Olaf was then crowned Olaf III Haraldsson, and his sole reign would be a rare respite of peace in what was becoming a very insecure and bloody era. 

Due to his father's bloody exploits and adventures, Olaf first set about securing his kingdom by making peace with his neighbors in Denmark and William I, also known as the Conqueror, the eventual winner in the English Year of Three Kings. 

After securing his borders from external threats, Olaf focused on internal stability by gaining the support of the Catholic Church, recognizing its authority, and overseeing the construction of Nidaros Cathedral in Trondheim. 

He was also credited with founding a village on the western coast of Norway named Bjorgvin (Bergen). 

According to an 1877 article in the Art Journal by T.R. Pritchett, Olaf III was responsible for the construction of Bergen's medieval cathedral, Christ Church. 

War and peace 

Olaf III was given the moniker Kyrre, which is best translated into English as "peacemaker," but that gives one the impression he may have been a submissive and meek king. He was not. 

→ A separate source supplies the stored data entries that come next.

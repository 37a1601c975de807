//! Listener binding.
//!
//! # Responsibilities
//! - Resolve the configured address (`:4000` means all interfaces)
//! - Bind the TCP listener
//! - Report bind failures with the offending address

use std::net::SocketAddr;

use tokio::net::TcpListener;

#[derive(Debug, thiserror::Error)]
pub enum ListenerError {
    #[error("invalid listen address {address:?}: {source}")]
    Address {
        address: String,
        source: std::net::AddrParseError,
    },

    #[error("failed to bind {address}: {source}")]
    Bind {
        address: SocketAddr,
        source: std::io::Error,
    },
}

/// Parse a listen address, accepting the `:port` shorthand.
pub fn parse_address(address: &str) -> Result<SocketAddr, ListenerError> {
    let full = if address.starts_with(':') {
        format!("0.0.0.0{}", address)
    } else {
        address.to_string()
    };
    full.parse().map_err(|source| ListenerError::Address {
        address: address.to_string(),
        source,
    })
}

pub async fn bind(address: SocketAddr) -> Result<TcpListener, ListenerError> {
    TcpListener::bind(address)
        .await
        .map_err(|source| ListenerError::Bind { address, source })
}

#[cfg(test)]
mod tests {
    use super::*;

    #[test]
    fn test_parse_address() {
        assert_eq!(parse_address(":4000").unwrap(), "0.0.0.0:4000".parse().unwrap());
        assert_eq!(parse_address("127.0.0.1:8080").unwrap().port(), 8080);
        assert!(matches!(parse_address("nope"), Err(ListenerError::Address { .. })));
    }

    #[tokio::test]
    async fn test_bind_ephemeral() {
        let listener = bind("127.0.0.1:0".parse().unwrap()).await.unwrap();
        assert_ne!(listener.local_addr().unwrap().port(), 0);
    }
}
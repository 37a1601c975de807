//! Lifecycle management subsystem.
//!
//! # Data Flow
//! ```text
//! Signals (signals.rs):
//!     SIGTERM/SIGINT → Shutdown::trigger
//!
//! Shutdown (shutdown.rs):
//!     trigger → server stops accepting, drains in-flight requests
//!             → session sweeper exits
//! ```
//!
//! # Design Decisions
//! - One broadcast coordinator shared by every long-running task
//! - Ordered shutdown: stop accept, drain, exit

pub mod shutdown;
pub mod signals;

pub use shutdown::Shutdown;
pub use signals::{shutdown_signal, spawn_signal_listener};
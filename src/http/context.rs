//! Per-request context threaded through the interceptor chain.
//!
//! Every stage receives the context by value and hands it to the next one.
//! Stages add typed state as they go: the router sets path parameters, the
//! session manager attaches the session, the CSRF guard exposes its token,
//! and the authentication gate records who is calling. Nothing here
//! outlives the request.

use axum::body::Body;
use axum::extract::{ConnectInfo, FromRequest, Request};
use axum::http::{HeaderMap, Method, StatusCode, Uri};
use axum::Form;
use serde::de::DeserializeOwned;
use std::net::SocketAddr;

use crate::error::AppError;
use crate::routing::RouteParams;
use crate::security::auth::AuthState;
use crate::session::Session;

/// State carried alongside a request while it moves through the pipeline.
#[derive(Debug)]
pub struct Context {
    request: Request,
    params: RouteParams,
    session: Option<Session>,
    csrf_token: Option<String>,
    auth: Option<AuthState>,
}

impl Context {
    pub fn new(request: Request) -> Self {
        Self {
            request,
            params: RouteParams::default(),
            session: None,
            csrf_token: None,
            auth: None,
        }
    }

    pub fn request(&self) -> &Request {
        &self.request
    }

    pub fn request_mut(&mut self) -> &mut Request {
        &mut self.request
    }

    pub fn into_request(self) -> Request {
        self.request
    }

    pub fn method(&self) -> &Method {
        self.request.method()
    }

    pub fn uri(&self) -> &Uri {
        self.request.uri()
    }

    pub fn headers(&self) -> &HeaderMap {
        self.request.headers()
    }

    /// Peer address, when the server was started with connect info.
    pub fn remote_addr(&self) -> Option<SocketAddr> {
        self.request
            .extensions()
            .get::<ConnectInfo<SocketAddr>>()
            .map(|ConnectInfo(addr)| *addr)
    }

    /// Named segment captured by the matched route.
    pub fn param(&self, name: &str) -> Option<&str> {
        self.params.get(name)
    }

    pub(crate) fn set_params(&mut self, params: RouteParams) {
        self.params = params;
    }

    /// Session attached by the session manager, if this is a dynamic route.
    pub fn session(&self) -> Option<&Session> {
        self.session.as_ref()
    }

    /// The session, or a server fault when the route was wired without one.
    pub fn require_session(&self) -> Result<Session, AppError> {
        self.session
            .clone()
            .ok_or_else(|| AppError::ServerFault(anyhow::anyhow!("route has no session middleware")))
    }

    pub(crate) fn set_session(&mut self, session: Session) {
        self.session = Some(session);
    }

    /// Anti-forgery token to embed in rendered forms.
    pub fn csrf_token(&self) -> Option<&str> {
        self.csrf_token.as_deref()
    }

    pub(crate) fn set_csrf_token(&mut self, token: String) {
        self.csrf_token = Some(token);
    }

    /// Authentication state. Anonymous until the gate has run.
    pub fn auth(&self) -> &AuthState {
        self.auth.as_ref().unwrap_or(&AuthState::Anonymous)
    }

    pub fn is_authenticated(&self) -> bool {
        self.auth().is_authenticated()
    }

    /// Record the caller's identity. The first annotation sticks.
    pub(crate) fn set_auth(&mut self, auth: AuthState) {
        if self.auth.is_none() {
            self.auth = Some(auth);
        }
    }

    /// Decode an urlencoded form body, leaving the request body empty.
    ///
    /// Any decode failure is a 400.
    pub async fn take_form<T: DeserializeOwned>(&mut self) -> Result<T, AppError> {
        let body = std::mem::take(self.request.body_mut());
        let mut request = Request::new(body);
        *request.method_mut() = self.request.method().clone();
        *request.uri_mut() = self.request.uri().clone();
        *request.headers_mut() = self.request.headers().clone();

        match Form::<T>::from_request(request, &()).await {
            Ok(Form(form)) => Ok(form),
            Err(rejection) => {
                tracing::debug!(error = %rejection, "failed to decode form");
                Err(AppError::ClientError(StatusCode::BAD_REQUEST))
            }
        }
    }

    /// Swap in a new body, e.g. after an interceptor buffered the original.
    pub(crate) fn replace_body(&mut self, body: Body) {
        *self.request.body_mut() = body;
    }
}
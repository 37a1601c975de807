//! Load-and-save interceptor for dynamic routes.

use std::sync::Arc;

use async_trait::async_trait;
use axum::response::Response;

use crate::error::AppError;
use crate::http::context::Context;
use crate::http::middleware::{Middleware, Next};
use crate::session::manager::SessionManager;

/// Attaches the caller's session before the handler and persists it after.
pub struct LoadAndSave {
    manager: Arc<SessionManager>,
}

impl LoadAndSave {
    pub fn new(manager: Arc<SessionManager>) -> Self {
        Self { manager }
    }
}

#[async_trait]
impl Middleware for LoadAndSave {
    async fn handle(&self, mut cx: Context, next: Next) -> Response {
        let session = self.manager.load(cx.headers()).await;
        cx.set_session(session.clone());

        let method = cx.method().clone();
        let uri = cx.uri().clone();
        let mut response = next.run(cx).await;

        match self.manager.save(&session, &mut response).await {
            Ok(()) => response,
            Err(e) => AppError::from(e).into_response_for(&method, &uri),
        }
    }
}
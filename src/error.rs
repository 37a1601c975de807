//! Request-level error taxonomy.
//!
//! Handlers and interceptors return typed failures; the route adapter turns
//! them into responses at the boundary so internal causes never reach the
//! client.

use axum::http::{Method, StatusCode, Uri};
use axum::response::{IntoResponse, Response};

use crate::models::ModelError;
use crate::session::SessionStoreError;
use crate::templates::RenderError;

/// Failure raised while serving a single request.
#[derive(Debug, thiserror::Error)]
pub enum AppError {
    /// The request itself was wrong (bad form, CSRF mismatch, ...).
    #[error("client error: {0}")]
    ClientError(StatusCode),

    /// Unknown route or missing entity.
    #[error("not found")]
    NotFound,

    /// Unexpected collaborator failure.
    #[error("server fault: {0:#}")]
    ServerFault(#[from] anyhow::Error),
}

impl AppError {
    /// Convert into a response, logging server faults with request context.
    pub fn into_response_for(self, method: &Method, uri: &Uri) -> Response {
        match self {
            AppError::ClientError(status) => {
                tracing::debug!(method = %method, uri = %uri, status = status.as_u16(), "client error");
                status_response(status)
            }
            AppError::NotFound => status_response(StatusCode::NOT_FOUND),
            AppError::ServerFault(err) => {
                tracing::error!(method = %method, uri = %uri, error = %format!("{err:#}"), "server fault");
                status_response(StatusCode::INTERNAL_SERVER_ERROR)
            }
        }
    }
}

impl From<ModelError> for AppError {
    fn from(err: ModelError) -> Self {
        match err {
            ModelError::NoRecord => AppError::NotFound,
            other => AppError::ServerFault(other.into()),
        }
    }
}

impl From<RenderError> for AppError {
    fn from(err: RenderError) -> Self {
        AppError::ServerFault(err.into())
    }
}

impl From<serde_json::Error> for AppError {
    fn from(err: serde_json::Error) -> Self {
        AppError::ServerFault(err.into())
    }
}

impl From<SessionStoreError> for AppError {
    fn from(err: SessionStoreError) -> Self {
        AppError::ServerFault(err.into())
    }
}

/// Plain-text response with the canonical reason phrase as body.
pub fn status_response(status: StatusCode) -> Response {
    let reason = status.canonical_reason().unwrap_or("Unknown Status");
    (status, reason.to_string()).into_response()
}
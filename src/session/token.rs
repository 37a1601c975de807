//! Unguessable token generation.

use base64::engine::general_purpose::URL_SAFE_NO_PAD;
use base64::Engine;
use rand::rngs::OsRng;
use rand::RngCore;

const TOKEN_BYTES: usize = 32;

/// Generate a fresh 256-bit token from the OS CSPRNG, base64url encoded.
pub fn generate() -> String {
    let mut bytes = [0u8; TOKEN_BYTES];
    OsRng.fill_bytes(&mut bytes);
    URL_SAFE_NO_PAD.encode(bytes)
}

Securing his borders from external and internal threats – be they kings or bishops – showed great strategic intelligence and pragmatism. 

Having seen what happens when kings venture overseas to pursue fame and glory, he decided that his most important role was to secure his throne, his kingdom, and his life rather than being hacked to pieces chasing foreign glory. 

His reign of more than a quarter-century is best remembered as a period of stability and peace. 

Only a few decades after his death in 1093, Norway plunged into more than a century of civil war and strife. 

Stepping out of his father's shadow, Olaf III made his mark in history as a pragmatic peacemaker who did his best to ensure peace and security in his realm in an increasingly violent and insecure era.